Paciente americano mantém rim de porco geneticamente modificado por 271 dias nos EUA

Equipe médica conduzindo transplante de rim de porco geneticamente modificado em paciente nos EUA

Paciente supera nove meses com órgão animal após transplante inédito

Um marco inédito na medicina foi alcançado nos Estados Unidos após Timothy Andrews, de 66 anos, permanecer 271 dias com um rim de porco geneticamente modificado funcionando em seu corpo. O paciente, que enfrentava estágio avançado de doença renal e estava diante de um cenário com apenas 9% de chance de receber um rim humano, participou como voluntário de um programa experimental conduzido por uma equipe em Boston.

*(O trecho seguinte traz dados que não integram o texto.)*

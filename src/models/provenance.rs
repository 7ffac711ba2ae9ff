//! Provider identification and merge provenance.

use serde::{Deserialize, Serialize};

use super::Contact;

/// External source of place records.
#[derive(Debug, Clone, Copy, PartialEq, Eq, Hash, Serialize, Deserialize)]
#[serde(rename_all = "snake_case")]
pub enum ProviderSource {
    GoogleMaps,
    Tripadvisor,
    OpenStreetMap,
    /// No provider URI was present on the record.
    Unknown,
}

impl ProviderSource {
    /// Infers the provider from which URI slot is filled.
    ///
    /// Google Maps takes priority over Tripadvisor when both are set.
    pub fn infer(contact: &Contact) -> Self {
        let present = |uri: &Option<String>| uri.as_deref().is_some_and(|u| !u.is_empty());

        if present(&contact.gmaps_uri) {
            ProviderSource::GoogleMaps
        } else if present(&contact.tripadvisor_uri) {
            ProviderSource::Tripadvisor
        } else {
            ProviderSource::Unknown
        }
    }

    pub fn as_str(&self) -> &'static str {
        match self {
            ProviderSource::GoogleMaps => "google_maps",
            ProviderSource::Tripadvisor => "tripadvisor",
            ProviderSource::OpenStreetMap => "openstreetmap",
            ProviderSource::Unknown => "unknown",
        }
    }
}

impl std::fmt::Display for ProviderSource {
    fn fmt(&self, f: &mut std::fmt::Formatter<'_>) -> std::fmt::Result {
        f.write_str(self.as_str())
    }
}

/// Record of an incoming place that was merged into an existing entity.
///
/// Keyed by the incoming record's id in the engine; written once, never updated.
#[derive(Debug, Clone, PartialEq, Eq, Serialize, Deserialize)]
pub struct PlaceSource {
    /// Store key of the entity the record was merged into.
    pub entity_key: String,
    /// Provider-native id of that entity.
    pub entity_id: String,
    /// Entity's Google Maps URI after the merge.
    pub gmaps_id: Option<String>,
    /// Entity's Tripadvisor URI after the merge.
    pub tripadvisor_id: Option<String>,
    /// Provider the incoming record came from.
    pub source_provider: ProviderSource,
}

#[cfg(test)]
mod tests {
    use super::*;

    fn contact(gmaps: Option<&str>, tripadvisor: Option<&str>) -> Contact {
        Contact {
            gmaps_uri: gmaps.map(String::from),
            tripadvisor_uri: tripadvisor.map(String::from),
            ..Contact::default()
        }
    }

    #[test]
    fn test_infer_provider() {
        assert_eq!(
            ProviderSource::infer(&contact(Some("https://maps.google.com/?cid=1"), None)),
            ProviderSource::GoogleMaps
        );
        assert_eq!(
            ProviderSource::infer(&contact(None, Some("https://tripadvisor.com/r1"))),
            ProviderSource::Tripadvisor
        );
        assert_eq!(
            ProviderSource::infer(&contact(Some(""), Some("https://tripadvisor.com/r1"))),
            ProviderSource::Tripadvisor
        );
    }

    #[test]
    fn test_infer_provider_prefers_gmaps() {
        let both = contact(Some("g"), Some("t"));
        assert_eq!(ProviderSource::infer(&both), ProviderSource::GoogleMaps);
    }

    #[test]
    fn test_infer_provider_unknown() {
        assert_eq!(ProviderSource::infer(&contact(None, None)), ProviderSource::Unknown);
        assert_eq!(
            ProviderSource::infer(&contact(Some(""), Some(""))),
            ProviderSource::Unknown
        );
    }

    #[test]
    fn test_provider_display() {
        assert_eq!(ProviderSource::GoogleMaps.to_string(), "google_maps");
        assert_eq!(ProviderSource::Tripadvisor.to_string(), "tripadvisor");
    }
}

A cirurgia, realizada em janeiro de 2025, envolveu um órgão de porco desenvolvido por meio de 69 alterações genéticas. Cientistas retiraram três genes considerados responsáveis por possíveis rejeições e incluiram sete genes humanos, além de inativar vírus com potencial de causar doenças. As células modificadas deram origem aos embriões implantados em uma fêmea, gerando filhotes com órgãos mais compatíveis. Timothy relata que, antes do procedimento, sua rotina era marcada por cansaço, mal-estar e necessidade contínua de diálise. “Antes da cirurgia, me disseram que eu passaria o resto da vida fazendo diálise. Eu ficava doente o tempo todo, dormia muito, vomitava. Eu mal conseguia andar. Com o rim de porco, me senti ótimo. Assim que saí da mesa de cirurgia, eu estava sapateando. Literalmente”.

Avanço pode criar nova ponte até transplante humano

O órgão permaneceu funcional por mais de nove meses, período superior ao de experiências anteriores, e sem necessidade de diálise. O diretor do programa responsável pela cirurgia, médico brasileiro Leonardo Riella, aponta que a equipe conseguiu preservar a possibilidade de o paciente receber um rim humano posteriormente, mesmo após o uso do rim animal. “Pela primeira vez, a gente demonstrou que um rim de porco geneticamente editado pode funcionar por vários meses em um paciente e permitir que ele fique sem diálise, sem necessidade de diálise. Mas não só isso, a gente também conseguiu demonstrar, nesse caso — que está sendo publicado agora — que isso ainda preservou a possibilidade de o paciente receber posteriormente um transplante de rim humano. Então isso pode, na verdade, criar a possibilidade desse rim de porco ser uma ponte”.

Durante o acompanhamento, lesões foram identificadas no rim animal de Timothy, tornando possível um segundo transplante, dessa vez com um órgão humano. Recuperado, ele afirma: “Eu realmente me surpreendo de estar aqui hoje. É a melhor forma de explicar”. O objetivo da pesquisa é oferecer a alternativa de rim de porco dentro de até cinco anos no sistema de saúde americano. “A gente ainda prioriza o transplante de rim humano, mas a gente está tentando justamente corrigir um dos grandes problemas, que é a escassez de órgãos”, ressalta Leonardo Riella.